Copy all of the entries that follow, exactly.

Records excerpted from a collection
● ● ● ●

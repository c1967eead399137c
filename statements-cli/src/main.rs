use anyhow::{bail, Context, Result};
use clap::{Parser, Subcommand};
use statements_ingest::{Extractor, JsonExtractor, Resolver, ScriptExtractor};
use statements_ledger::{preview_file, Ingestor, SqliteStore};
use std::path::{Path, PathBuf};
use std::sync::Arc;
use tracing::info;

mod config;
mod logging;

use config::{Config, DEFAULT_CONFIG_PATH};

const LONG_VERSION: &str = concat!(
    env!("CARGO_PKG_VERSION"),
    " (",
    env!("STATEMENTS_BUILD_SHA"),
    ")"
);

#[derive(Parser, Debug)]
#[command(
    name = "statements",
    version,
    long_version = LONG_VERSION,
    about = "Bank statement ingestion"
)]
struct Cli {
    /// Path to the TOML config file
    #[arg(long, global = true, default_value = DEFAULT_CONFIG_PATH)]
    config: PathBuf,

    #[command(subcommand)]
    command: Command,
}

#[derive(Subcommand, Debug)]
enum Command {
    /// Config file commands
    Config {
        #[command(subcommand)]
        command: ConfigCommand,
    },

    /// Database maintenance
    Db {
        #[command(subcommand)]
        command: DbCommand,
    },

    /// Extract statements and store their transactions
    Ingest {
        /// Statement files to process
        #[arg(required = true)]
        files: Vec<PathBuf>,

        /// Read already-extracted JSON documents instead of running the script
        #[arg(long)]
        from_json: bool,

        /// Override ingest.max_concurrent_files
        #[arg(long)]
        workers: Option<usize>,
    },

    /// Show what one file would store, without writing to the database
    Preview {
        file: PathBuf,

        #[arg(long)]
        from_json: bool,
    },
}

#[derive(Subcommand, Debug)]
enum ConfigCommand {
    /// Write a default config file if none exists
    Init,
}

#[derive(Subcommand, Debug)]
enum DbCommand {
    /// Apply pending schema migrations
    Migrate,

    /// Show applied and pending migrations
    Status,
}

#[tokio::main]
async fn main() -> Result<()> {
    let cli = Cli::parse();

    if let Command::Config {
        command: ConfigCommand::Init,
    } = cli.command
    {
        return config::init_config(&cli.config);
    }

    let cfg = config::load_config(&cli.config)?;
    logging::init(&cfg.logging.level)?;

    match cli.command {
        Command::Config { .. } => {}

        Command::Db { command } => match command {
            DbCommand::Migrate => db_migrate(&cfg)?,
            DbCommand::Status => db_status(&cfg)?,
        },

        Command::Ingest {
            files,
            from_json,
            workers,
        } => {
            ingest(&cfg, files, from_json, workers).await?;
        }

        Command::Preview { file, from_json } => {
            preview(&cfg, &file, from_json)?;
        }
    }

    Ok(())
}

fn open_store(cfg: &Config) -> Result<SqliteStore> {
    SqliteStore::open(&cfg.database.path)
        .with_context(|| format!("open database {}", cfg.database.path.display()))
}

fn extractor(cfg: &Config, from_json: bool) -> Arc<dyn Extractor> {
    if from_json {
        Arc::new(JsonExtractor)
    } else {
        Arc::new(ScriptExtractor::new(
            cfg.extraction.interpreter.clone(),
            cfg.extraction.script_path.clone(),
        ))
    }
}

fn db_migrate(cfg: &Config) -> Result<()> {
    let store = open_store(cfg)?;
    let result = store.migrate().context("apply migrations")?;
    for v in &result.applied_now {
        println!("applied  {v}");
    }
    for v in &result.skipped {
        println!("present  {v}");
    }
    Ok(())
}

fn db_status(cfg: &Config) -> Result<()> {
    let store = open_store(cfg)?;
    let status = store.status().context("read database status")?;
    println!("{}", serde_json::to_string_pretty(&status)?);
    if !status.ready() {
        println!("Run `statements db migrate` to apply pending migrations.");
    }
    Ok(())
}

async fn ingest(
    cfg: &Config,
    files: Vec<PathBuf>,
    from_json: bool,
    workers: Option<usize>,
) -> Result<()> {
    let store = Arc::new(open_store(cfg)?);
    store.migrate().context("apply migrations")?;

    let ingestor = Ingestor::new(
        extractor(cfg, from_json),
        store,
        Resolver::new(cfg.organization.clone()),
    )
    .with_max_concurrent_files(workers.unwrap_or(cfg.ingest.max_concurrent_files));

    let report = ingestor.ingest_batch(files).await;
    info!(
        succeeded = report.succeeded(),
        inserted = report.inserted(),
        "batch complete"
    );

    if report.has_errors() {
        bail!("{}", report.message());
    }
    println!("{}", report.message());
    Ok(())
}

fn preview(cfg: &Config, file: &Path, from_json: bool) -> Result<()> {
    let extractor = extractor(cfg, from_json);
    let resolver = Resolver::new(cfg.organization.clone());

    let preview = preview_file(extractor.as_ref(), &resolver, file)
        .with_context(|| format!("extract {}", file.display()))?;
    if !preview.supported {
        eprintln!(
            "warning: unsupported statement type {:?}; nothing would be stored",
            preview.statement_type
        );
    }
    println!("{}", serde_json::to_string_pretty(&preview)?);
    Ok(())
}

#[cfg(test)]
mod tests {
    use super::*;
    use clap::CommandFactory;

    #[test]
    fn test_cli_definition_is_consistent() {
        Cli::command().debug_assert();
    }

    #[test]
    fn test_ingest_args() {
        let cli = Cli::parse_from([
            "statements",
            "--config",
            "alt.toml",
            "ingest",
            "--from-json",
            "--workers",
            "2",
            "a.json",
            "b.json",
        ]);
        assert_eq!(cli.config, PathBuf::from("alt.toml"));
        match cli.command {
            Command::Ingest {
                files,
                from_json,
                workers,
            } => {
                assert_eq!(files, vec![PathBuf::from("a.json"), PathBuf::from("b.json")]);
                assert!(from_json);
                assert_eq!(workers, Some(2));
            }
            other => panic!("unexpected command: {other:?}"),
        }
    }

    #[test]
    fn test_ingest_requires_files() {
        assert!(Cli::try_parse_from(["statements", "ingest"]).is_err());
    }

    #[test]
    fn test_default_config_path() {
        let cli = Cli::parse_from(["statements", "db", "status"]);
        assert_eq!(cli.config, PathBuf::from(DEFAULT_CONFIG_PATH));
    }
}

● ● ● ●

## REPLY
repository c1967eead399137c
filename statements-cli/src/main.rs
use anyhow::{bail, Context, Result};
use clap::{Parser, Subcommand};
use statements_ingest::{Extractor, JsonExtractor, Resolver, ScriptExtractor};
use statements_ledger::{preview_file, Ingestor, SqliteStore};
use std::path::{Path, PathBuf};
use std::sync::Arc;
use tracing::info;

mod config;
mod logging;

use config::{Config, DEFAULT_CONFIG_PATH};

const LONG_VERSION: &str = concat!(
    env!("CARGO_PKG_VERSION"),
    " (",
    env!("STATEMENTS_BUILD_SHA"),
    ")"
);

#[derive(Parser, Debug)]
#[command(
    name = "statements",
    version,
    long_version = LONG_VERSION,
    about = "Bank statement ingestion"
)]
struct Cli {
    /// Path to the TOML config file
    #[arg(long, global = true, default_value = DEFAULT_CONFIG_PATH)]
    config: PathBuf,

    #[command(subcommand)]
    command: Command,
}

#[derive(Subcommand, Debug)]
enum Command {
    /// Config file commands
    Config {
        #[command(subcommand)]
        command: ConfigCommand,
    },

    /// Database maintenance
    Db {
        #[command(subcommand)]
        command: DbCommand,
    },

    /// Extract statements and store their transactions
    Ingest {
        /// Statement files to process
        #[arg(required = true)]
        files: Vec<PathBuf>,

        /// Read already-extracted JSON documents instead of running the script
        #[arg(long)]
        from_json: bool,

        /// Override ingest.max_concurrent_files
        #[arg(long)]
        workers: Option<usize>,
    },

    /// Show what one file would store, without writing to the database
    Preview {
        file: PathBuf,

        #[arg(long)]
        from_json: bool,
    },
}

#[derive(Subcommand, Debug)]
enum ConfigCommand {
    /// Write a default config file if none exists
    Init,
}

#[derive(Subcommand, Debug)]
enum DbCommand {
    /// Apply pending schema migrations
    Migrate,

    /// Show applied and pending migrations
    Status,
}

#[tokio::main]
async fn main() -> Result<()> {
    let cli = Cli::parse();

    if let Command::Config {
        command: ConfigCommand::Init,
    } = cli.command
    {
        return config::init_config(&cli.config);
    }

    let cfg = config::load_config(&cli.config)?;
    logging::init(&cfg.logging.level)?;

    match cli.command {
        Command::Config { .. } => {}

        Command::Db { command } => match command {
            DbCommand::Migrate => db_migrate(&cfg)?,
            DbCommand::Status => db_status(&cfg)?,
        },

        Command::Ingest {
            files,
            from_json,
            workers,
        } => {
            ingest(&cfg, files, from_json, workers).await?;
        }

        Command::Preview { file, from_json } => {
            preview(&cfg, &file, from_json)?;
        }
    }

    Ok(())
}

fn open_store(cfg: &Config) -> Result<SqliteStore> {
    SqliteStore::open(&cfg.database.path)
        .with_context(|| format!("open database {}", cfg.database.path.display()))
}

fn extractor(cfg: &Config, from_json: bool) -> Arc<dyn Extractor> {
    if from_json {
        Arc::new(JsonExtractor)
    } else {
        Arc::new(ScriptExtractor::new(
            cfg.extraction.interpreter.clone(),
            cfg.extraction.script_path.clone(),
        ))
    }
}

fn db_migrate(cfg: &Config) -> Result<()> {
    let store = open_store(cfg)?;
    let result = store.migrate().context("apply migrations")?;
    for v in &result.applied_now {
        println!("applied  {v}");
    }
    for v in &result.skipped {
        println!("present  {v}");
    }
    Ok(())
}

fn db_status(cfg: &Config) -> Result<()> {
    let store = open_store(cfg)?;
    let status = store.status().context("read database status")?;
    println!("{}", serde_json::to_string_pretty(&status)?);
    if !status.ready() {
        println!("Run `statements db migrate` to apply pending migrations.");
    }
    Ok(())
}

async fn ingest(
    cfg: &Config,
    files: Vec<PathBuf>,
    from_json: bool,
    workers: Option<usize>,
) -> Result<()> {
    let store = Arc::new(open_store(cfg)?);
    store.migrate().context("apply migrations")?;

    let ingestor = Ingestor::new(
        extractor(cfg, from_json),
        store,
        Resolver::new(cfg.organization.clone()),
    )
    .with_max_concurrent_files(workers.unwrap_or(cfg.ingest.max_concurrent_files));

    let report = ingestor.ingest_batch(files).await;
    info!(
        succeeded = report.succeeded(),
        inserted = report.inserted(),
        "batch complete"
    );

    if report.has_errors() {
        bail!("{}", report.message());
    }
    println!("{}", report.message());
    Ok(())
}

fn preview(cfg: &Config, file: &Path, from_json: bool) -> Result<()> {
    let extractor = extractor(cfg, from_json);
    let resolver = Resolver::new(cfg.organization.clone());

    let preview = preview_file(extractor.as_ref(), &resolver, file)
        .with_context(|| format!("extract {}", file.display()))?;
    if !preview.supported {
        eprintln!(
            "warning: unsupported statement type {:?}; nothing would be stored",
            preview.statement_type
        );
    }
    println!("{}", serde_json::to_string_pretty(&preview)?);
    Ok(())
}

#[cfg(test)]
mod tests {
    use super::*;
    use clap::CommandFactory;

    #[test]
    fn test_cli_definition_is_consistent() {
        Cli::command().debug_assert();
    }

    #[test]
    fn test_ingest_args() {
        let cli = Cli::parse_from([
            "statements",
            "--config",
            "alt.toml",
            "ingest",
            "--from-json",
            "--workers",
            "2",
            "a.json",
            "b.json",
        ]);
        assert_eq!(cli.config, PathBuf::from("alt.toml"));
        match cli.command {
            Command::Ingest {
                files,
                from_json,
                workers,
            } => {
                assert_eq!(files, vec![PathBuf::from("a.json"), PathBuf::from("b.json")]);
                assert!(from_json);
                assert_eq!(workers, Some(2));
            }
            other => panic!("unexpected command: {other:?}"),
        }
    }

    #[test]
    fn test_ingest_requires_files() {
        assert!(Cli::try_parse_from(["statements", "ingest"]).is_err());
    }

    #[test]
    fn test_default_config_path() {
        let cli = Cli::parse_from(["statements", "db", "status"]);
        assert_eq!(cli.config, PathBuf::from(DEFAULT_CONFIG_PATH));
    }
}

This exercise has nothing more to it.